I think I now understand what is going on in the PARI implementation of zeta(), and I have a couple of comments.

1. In the Euler-MacLaurin sum loop in czeta(), the summand is of the form gamma(s+2*j-1)/gamma(s) * B(2*j)/((2*j)!*nn^(2*j)). Using the identity B(2*j) = -(-1)^j * zeta(2*j) * 2*(2*j)!/(2*Pi)^(2*j), the summand becomes gamma(s+2*j-1)/gamma(s) * -(-1)^j * zeta(2*j) * 2/(2*Pi*n)^(2*j). This substitution has two potential advantages:

a) If 2*j > bit_accuracy(prec), we may take zeta(2*j) = 1, while for smaller values of j, the values of zeta(2*j) can be precomputed and stored in a table.

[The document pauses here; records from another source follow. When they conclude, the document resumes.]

//! Bus scan: profile matching, firmware-presence probing, upload dispatch.

use std::time::Instant;

use crate::device::{ConfigKey, ConfigValue};
use crate::profile::{self, Channel, DeviceMode, Profile};
use crate::usb::{DeviceInfo, FirmwareLoader, UsbBus};
use crate::{Error, Result};

/// Bus address of a device that has not renumerated yet.
pub const ADDRESS_UNKNOWN: u8 = 0xff;

#[derive(Debug, Clone, Default)]
pub struct ScanOptions {
    /// Restrict the scan to a single `bus.address`.
    pub conn: Option<(u8, u8)>,
    /// DSLogic operating mode; ignored for other devices.
    pub mode: DeviceMode,
}

impl ScanOptions {
    pub fn from_config(options: &[(ConfigKey, ConfigValue)]) -> Result<ScanOptions> {
        let mut scan = ScanOptions::default();
        for (key, value) in options {
            match (key, value) {
                (ConfigKey::Conn, ConfigValue::Str(conn)) => {
                    scan.conn = Some(parse_conn(conn)?);
                }
                (ConfigKey::DeviceMode, ConfigValue::Str(name)) => {
                    scan.mode = DeviceMode::from_name(name)
                        .ok_or(Error::Arg("unknown device mode name"))?;
                }
                _ => return Err(Error::Arg("unsupported scan option")),
            }
        }
        Ok(scan)
    }
}

pub fn parse_conn(conn: &str) -> Result<(u8, u8)> {
    let (bus, address) = conn
        .split_once('.')
        .ok_or(Error::Arg("connection must be <bus>.<address>"))?;
    let bus = bus
        .parse()
        .map_err(|_| Error::Arg("connection bus is not a number"))?;
    let address = address
        .parse()
        .map_err(|_| Error::Arg("connection address is not a number"))?;
    Ok((bus, address))
}

/// A matched device, possibly still renumerating after a firmware upload.
#[derive(Debug)]
pub struct FoundDevice {
    pub profile: &'static Profile,
    /// Position among same-VID.PID candidates; identifies the unit at open
    /// time while its post-upload address is still unknown.
    pub index: usize,
    pub bus: u8,
    /// [`ADDRESS_UNKNOWN`] until the device has renumerated.
    pub address: u8,
    pub dslogic: bool,
    pub mode: DeviceMode,
    pub channels: Vec<Channel>,
    /// When firmware was uploaded during this scan.
    pub fw_updated: Option<Instant>,
}

/// Whether the device already runs an fx2lafw-compatible firmware, judged
/// by its USB string descriptors.
fn firmware_resident(info: &DeviceInfo) -> bool {
    let manufacturer = info
        .manufacturer
        .as_deref()
        .is_some_and(|s| s.starts_with("sigrok") || s.starts_with("DreamSourceLab"));
    let product = info
        .product
        .as_deref()
        .is_some_and(|s| s.starts_with("fx2lafw") || s.starts_with("DSLogic"));
    manufacturer && product
}

/// Walk the bus and return every supported device. Devices without resident
/// firmware get it uploaded here; they come back with an unknown address and
/// a fresh `fw_updated` stamp, and renumerate during `Device::open`.
pub fn scan<B: UsbBus>(
    bus: &mut B,
    loader: &mut dyn FirmwareLoader,
    options: &ScanOptions,
) -> Result<Vec<FoundDevice>> {
    let mut found: Vec<FoundDevice> = Vec::new();
    for info in bus.devices()? {
        if let Some((want_bus, want_address)) = options.conn {
            if info.bus != want_bus || info.address != want_address {
                continue;
            }
        }
        let Some(profile) = profile::find_profile(
            info.vendor_id,
            info.product_id,
            info.manufacturer.as_deref(),
            info.product.as_deref(),
        ) else {
            continue;
        };
        let dslogic = profile.model == "DSLogic";
        let mode = if dslogic { options.mode } else { DeviceMode::Logic };
        let index = found
            .iter()
            .filter(|device| {
                device.profile.vid == profile.vid && device.profile.pid == profile.pid
            })
            .count();
        let mut device = FoundDevice {
            profile,
            index,
            bus: info.bus,
            address: ADDRESS_UNKNOWN,
            dslogic,
            mode,
            channels: profile::channel_list(profile, dslogic, mode),
            fw_updated: None,
        };
        if firmware_resident(&info) {
            log::debug!("found an fx2lafw device at {}.{}", info.bus, info.address);
            device.address = info.address;
        } else {
            match loader.upload(&info, profile.firmware) {
                Ok(()) => device.fw_updated = Some(Instant::now()),
                Err(error) => log::error!(
                    "firmware upload failed for {} {}: {}",
                    profile.vendor, profile.model, error
                ),
            }
        }
        found.push(device);
    }
    Ok(found)
}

b) The terms (2*j)! cancel out, eliminating the need to call divgsns() in the Euler-MacLaurin loop. The new term (2*Pi)^(2*j) can be combined with the existing term nn^(2*j) by defining invn2 as 1/(2*Pi*nn)^2 instead of 1/nn^2.

I don't have a development environment set up for PARI, so I haven't been able to test this idea directly. I have tested it successfully in GP, and I can supply the code to anyone who may be interested. The same substitution might be advantageous in calculating gamma(), lngamma() and psi().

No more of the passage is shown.